Scholar printer Aldus Manutius (Teobaldo Mannucci) of Venice issued Aristotle's Opera omnia in Greek in five volumes, often bound in six. 

The Aldine editio princeps of Aristotle's collected works, containing all but the Poetics and On Rhetoric, appeared at the close of a century that had witnessed a strong revival in Greek and humanistic studies; it was the first major Greek prose text to be reintroduced to the Western world in its original language by means of the printing press. In addition to the Aristotelian works, the five volumes contain works by Theophrastus, Alexander of Aphrodisias, Porphyrius and Philon the Jew, along with the spurious De historia philosophia attributed to Galen.
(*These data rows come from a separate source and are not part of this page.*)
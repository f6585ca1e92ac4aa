//! The single-slot re-encode engine.
//!
//! One long-lived task: evaluate gates, pick the oldest candidate, run one
//! re-encode child at the lowest scheduler priority, verify, swap, repeat.
//! Cancellation interrupts the child and deletes the temp; a cancelled run
//! never swaps.

use std::path::Path;
use std::process::Stdio;
use std::sync::atomic::{AtomicBool, Ordering};
use std::sync::{Arc, Mutex};
use std::time::Duration;

use chrono::{Duration as ChronoDuration, Local, Utc};
use serde::Serialize;
use tokio::io::{AsyncBufReadExt, BufReader};
use tokio::process::Command;
use tokio_util::sync::CancellationToken;

use config_manager::{Config, ScheduleWindow};

use crate::candidates::find_candidates;
use crate::error::TranscodeError;
use crate::gates::{self, ResourceGauge};
use crate::probe;
use crate::stats::TranscodingStats;
use crate::swap::{self, transcoding_path, TranscodeMarker};
use crate::verify;

/// Poll again this often while a gate is held
const GATE_POLL: Duration = Duration::from_secs(60);
/// Poll again this often when no candidates exist
const IDLE_POLL: Duration = Duration::from_secs(300);
/// Progress sampling interval while the child runs
const PROGRESS_POLL: Duration = Duration::from_secs(2);
/// Grace between interrupt and kill when cancelling the child
const CANCEL_WAIT: Duration = Duration::from_secs(30);
/// Expected output size as a fraction of the original, for progress
const TARGET_RATIO: f64 = 0.6;

const RENICE: [&str; 5] = ["-n", "19", "ionice", "-c", "3"];
const TRANSCODER_BIN: &str = "ffmpeg";

/// Live progress of the current file
#[derive(Debug, Clone, Serialize)]
pub struct Progress {
    pub file: String,
    pub source_id: String,
    pub original_bytes: u64,
    pub current_bytes: u64,
    pub percent: f64,
}

/// Snapshot served through `/api/transcoding/status`
#[derive(Debug, Clone, Serialize, Default)]
pub struct EngineStatus {
    pub running: bool,
    pub in_schedule: bool,
    pub current: Option<Progress>,
    pub stats: TranscodingStats,
}

/// Shared handle for the HTTP layer and CLI
#[derive(Clone)]
pub struct TranscoderHandle {
    enabled: Arc<AtomicBool>,
    status: Arc<Mutex<EngineStatus>>,
    window: ScheduleWindow,
}

impl TranscoderHandle {
    pub fn enabled(&self) -> bool {
        self.enabled.load(Ordering::SeqCst)
    }

    /// Flip the operator flag. Disabling never interrupts the current file;
    /// the engine quiesces after it completes.
    pub fn set_enabled(&self, on: bool) {
        self.enabled.store(on, Ordering::SeqCst);
        tracing::info!("transcoder {}", if on { "enabled" } else { "disabled" });
    }

    /// Copy the whole status under the lock to avoid torn reads
    pub fn snapshot(&self) -> EngineStatus {
        let mut status = match self.status.lock() {
            Ok(status) => status.clone(),
            Err(poisoned) => poisoned.into_inner().clone(),
        };
        status.in_schedule = self.window.contains(Local::now().time());
        status
    }
}

/// Spawn the engine task. The handle is usable immediately; persisted stats
/// are loaded before the first poll.
pub fn spawn_engine(
    config: Arc<Config>,
    shutdown: CancellationToken,
) -> (TranscoderHandle, tokio::task::JoinHandle<()>) {
    let window = config
        .transcoder
        .schedule_window()
        .unwrap_or(ScheduleWindow {
            start: chrono::NaiveTime::MIN,
            end: chrono::NaiveTime::from_hms_opt(23, 59, 0).unwrap_or(chrono::NaiveTime::MIN),
        });
    let enabled = Arc::new(AtomicBool::new(config.transcoder.enabled));
    let stats = TranscodingStats::load(&config.recordings_base_directory);
    let status = Arc::new(Mutex::new(EngineStatus {
        running: false,
        in_schedule: false,
        current: None,
        stats,
    }));

    let handle = TranscoderHandle {
        enabled: enabled.clone(),
        status: status.clone(),
        window,
    };

    let engine = Engine {
        config,
        window,
        enabled,
        status,
        gauge: ResourceGauge::new(),
        shutdown,
    };
    let join = tokio::spawn(engine.run());
    (handle, join)
}

struct Engine {
    config: Arc<Config>,
    window: ScheduleWindow,
    enabled: Arc<AtomicBool>,
    status: Arc<Mutex<EngineStatus>>,
    gauge: ResourceGauge,
    shutdown: CancellationToken,
}

impl Engine {
    fn base(&self) -> &Path {
        &self.config.recordings_base_directory
    }

    fn stats(&self) -> TranscodingStats {
        match self.status.lock() {
            Ok(status) => status.stats.clone(),
            Err(poisoned) => poisoned.into_inner().stats.clone(),
        }
    }

    fn update_status(&self, update: impl FnOnce(&mut EngineStatus)) {
        let mut status = match self.status.lock() {
            Ok(status) => status,
            Err(poisoned) => poisoned.into_inner(),
        };
        update(&mut status);
    }

    /// Sleep, returning true when shutdown fired instead
    async fn sleep_cancellable(&self, d: Duration) -> bool {
        tokio::select! {
            _ = tokio::time::sleep(d) => false,
            _ = self.shutdown.cancelled() => true,
        }
    }

    async fn run(mut self) {
        tracing::info!("transcode engine started");
        loop {
            if self.shutdown.is_cancelled() {
                break;
            }

            let base = self.base().to_path_buf();
            let held = gates::evaluate(
                &self.config.transcoder,
                &self.window,
                &self.enabled,
                &mut self.gauge,
                &base,
                &self.shutdown,
            );
            if let Err(held) = held {
                tracing::debug!("transcode gate held: {}", held);
                if self.sleep_cancellable(GATE_POLL).await {
                    break;
                }
                continue;
            }

            let min_age =
                Duration::from_secs(self.config.transcoder.min_age_days as u64 * 86400);
            let candidates = match find_candidates(self.base(), min_age) {
                Ok((candidates, _)) => candidates,
                Err(e) => {
                    tracing::error!("candidate scan failed: {}", e);
                    if self.sleep_cancellable(GATE_POLL).await {
                        break;
                    }
                    continue;
                }
            };
            if candidates.is_empty() {
                if self.sleep_cancellable(IDLE_POLL).await {
                    break;
                }
                continue;
            }

            for path in candidates {
                if self.shutdown.is_cancelled() || !self.enabled.load(Ordering::SeqCst) {
                    break;
                }
                // Conditions may have changed while the previous file ran
                let base = self.base().to_path_buf();
                if let Err(held) = gates::evaluate(
                    &self.config.transcoder,
                    &self.window,
                    &self.enabled,
                    &mut self.gauge,
                    &base,
                    &self.shutdown,
                ) {
                    tracing::debug!("transcode gate held: {}", held);
                    break;
                }
                self.transcode_one(&path).await;
            }
        }

        self.update_status(|s| {
            s.running = false;
            s.current = None;
        });
        tracing::info!("transcode engine stopped");
    }

    async fn transcode_one(&mut self, p: &Path) {
        tracing::info!("transcoding {}", p.display());
        let started = std::time::Instant::now();

        let result = self.run_one(p).await;
        self.update_status(|s| {
            s.running = false;
            s.current = None;
        });

        match result {
            Ok(marker) => {
                self.update_status(|s| {
                    s.stats
                        .record_success(marker.original_size, marker.new_size, marker.transcoded_at)
                });
                tracing::info!(
                    "replaced {} in {:.1}s: {} -> {} bytes ({} saved)",
                    p.display(),
                    started.elapsed().as_secs_f64(),
                    marker.original_size,
                    marker.new_size,
                    marker.savings_bytes
                );
            }
            Err(TranscodeError::Cancelled) => {
                tracing::info!("transcode of {} cancelled", p.display());
            }
            Err(e) => {
                self.update_status(|s| s.stats.record_failure(&e));
                tracing::error!("failed to transcode {}: {}", p.display(), e);
            }
        }

        if let Err(e) = self.stats().save(self.base()) {
            tracing::error!("failed to persist transcoding stats: {}", e);
        }
    }

    async fn run_one(&mut self, p: &Path) -> Result<TranscodeMarker, TranscodeError> {
        let original_info = probe::probe(p)?;
        let original_size = std::fs::metadata(p)?.len();
        let temp = transcoding_path(p);
        let source_id = p
            .parent()
            .and_then(|d| d.file_name())
            .map(|n| n.to_string_lossy().into_owned())
            .unwrap_or_default();

        self.update_status(|s| {
            s.running = true;
            s.current = Some(Progress {
                file: p.display().to_string(),
                source_id: source_id.clone(),
                original_bytes: original_size,
                current_bytes: 0,
                percent: 0.0,
            });
        });

        let mut child = self.spawn_child(p, &temp)?;
        let stderr_tail = Arc::new(Mutex::new(Vec::new()));
        if let Some(stderr) = child.stderr.take() {
            let tail = stderr_tail.clone();
            tokio::spawn(async move {
                let mut lines = BufReader::new(stderr).lines();
                while let Ok(Some(line)) = lines.next_line().await {
                    let mut tail = match tail.lock() {
                        Ok(tail) => tail,
                        Err(poisoned) => poisoned.into_inner(),
                    };
                    if tail.len() >= 16 {
                        tail.remove(0);
                    }
                    tail.push(line);
                }
            });
        }

        let status = loop {
            tokio::select! {
                status = child.wait() => break status?,
                _ = self.shutdown.cancelled() => {
                    self.cancel_child(&mut child).await;
                    let _ = std::fs::remove_file(&temp);
                    return Err(TranscodeError::Cancelled);
                }
                _ = tokio::time::sleep(PROGRESS_POLL) => {
                    let current = std::fs::metadata(&temp).map(|m| m.len()).unwrap_or(0);
                    let expected = (original_size as f64 * TARGET_RATIO).max(1.0);
                    let percent = progress_percent(current, expected as u64);
                    self.update_status(|s| {
                        if let Some(progress) = s.current.as_mut() {
                            progress.current_bytes = current;
                            progress.percent = percent;
                        }
                    });
                }
            }
        };

        if !status.success() {
            let _ = std::fs::remove_file(&temp);
            let tail = match stderr_tail.lock() {
                Ok(tail) => tail.join(" | "),
                Err(poisoned) => poisoned.into_inner().join(" | "),
            };
            return Err(TranscodeError::ChildFailed(format!(
                "exit {:?}: {}",
                status.code(),
                tail
            )));
        }

        match self.verify_and_swap(p, &temp, &original_info, original_size) {
            Ok(marker) => Ok(marker),
            Err(e) => {
                let _ = std::fs::remove_file(&temp);
                Err(e)
            }
        }
    }

    /// Launch the re-encode child at the lowest priority and idle I/O class
    fn spawn_child(&self, input: &Path, temp: &Path) -> Result<tokio::process::Child, TranscodeError> {
        let t = &self.config.transcoder;
        let mut cmd = Command::new("nice");
        cmd.args(RENICE)
            .arg(TRANSCODER_BIN)
            .args(["-hide_banner", "-loglevel", "error", "-i"])
            .arg(input)
            .args(["-c:v", &t.output_codec, "-preset", &t.preset])
            .args(["-crf", &t.quality.to_string()])
            .args(["-c:a", "copy", "-movflags", "+faststart", "-f", "mp4", "-y"])
            .arg(temp)
            .stdin(Stdio::null())
            .stdout(Stdio::null())
            .stderr(Stdio::piped());
        cmd.spawn().map_err(|e| TranscodeError::ChildFailed(e.to_string()))
    }

    /// SIGINT, bounded wait, then kill
    async fn cancel_child(&self, child: &mut tokio::process::Child) {
        if let Some(pid) = child.id() {
            use nix::sys::signal::{kill, Signal};
            use nix::unistd::Pid;
            let _ = kill(Pid::from_raw(pid as i32), Signal::SIGINT);
        }
        if tokio::time::timeout(CANCEL_WAIT, child.wait()).await.is_err() {
            let _ = child.kill().await;
        }
    }

    fn verify_and_swap(
        &self,
        p: &Path,
        temp: &Path,
        original_info: &probe::VideoInfo,
        original_size: u64,
    ) -> Result<TranscodeMarker, TranscodeError> {
        let temp_size = std::fs::metadata(temp).map(|m| m.len()).unwrap_or(0);
        verify::check_size_floor(temp_size)?;

        let temp_info = probe::probe(temp)?;
        verify::check_metadata(original_info, &temp_info)?;
        probe::verify_integrity(temp)?;
        verify::check_savings(
            original_size,
            temp_size,
            self.config.transcoder.min_savings_percent,
        )?;

        swap::swap_in(
            p,
            ChronoDuration::days(self.config.transcoder.keep_original_days as i64),
            Utc::now(),
        )
    }
}

/// Derived completion estimate, capped below 100 until the swap
pub fn progress_percent(current: u64, expected: u64) -> f64 {
    if expected == 0 {
        return 0.0;
    }
    (current as f64 / expected as f64 * 100.0).min(99.0)
}

/// Deferred-delete sweep entry point used by the health monitor
pub fn run_deferred_sweep(base: &Path, limit: usize) -> crate::swap::SweepOutcome {
    match swap::deferred_delete_sweep(base, limit, Utc::now()) {
        Ok(outcome) => {
            if outcome.originals_deleted > 0 {
                tracing::info!(
                    "deferred delete: removed {} originals ({} bytes)",
                    outcome.originals_deleted,
                    outcome.bytes_freed
                );
            }
            outcome
        }
        Err(e) => {
            tracing::error!("deferred delete sweep failed: {}", e);
            crate::swap::SweepOutcome::default()
        }
    }
}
" 'The Aldine Aristotle' remains, in terms of the labour involved and the magnificence of the result, the greatest publishing venture of the fifteenth century. The centrality of Aristotle in intellectual life of the time can hardly be overstressed. In Latin dress he lay at the heart of any university course in philosophy, as dominant at the end of the Quattrocento as in the preceding three hundred years. The humanist return ad fontes, to the original unobscured by imprecise translation and the encrustations of scholastic commentary, was the indispenable background to the edition. . . .

"Certain important Aristotelian works were as yet unfindable, notably the Rhetoric and the Poetics—Aldus was later to print the first Greek editions of both. The second volume is largely taken up with the works of Theophrastus, the sucessor of Aristotle in the Athenian Lyceum. . . . (Davies, Aldus Manutius, Printer and Publisher of Renaissance Venice (1999) 20-22.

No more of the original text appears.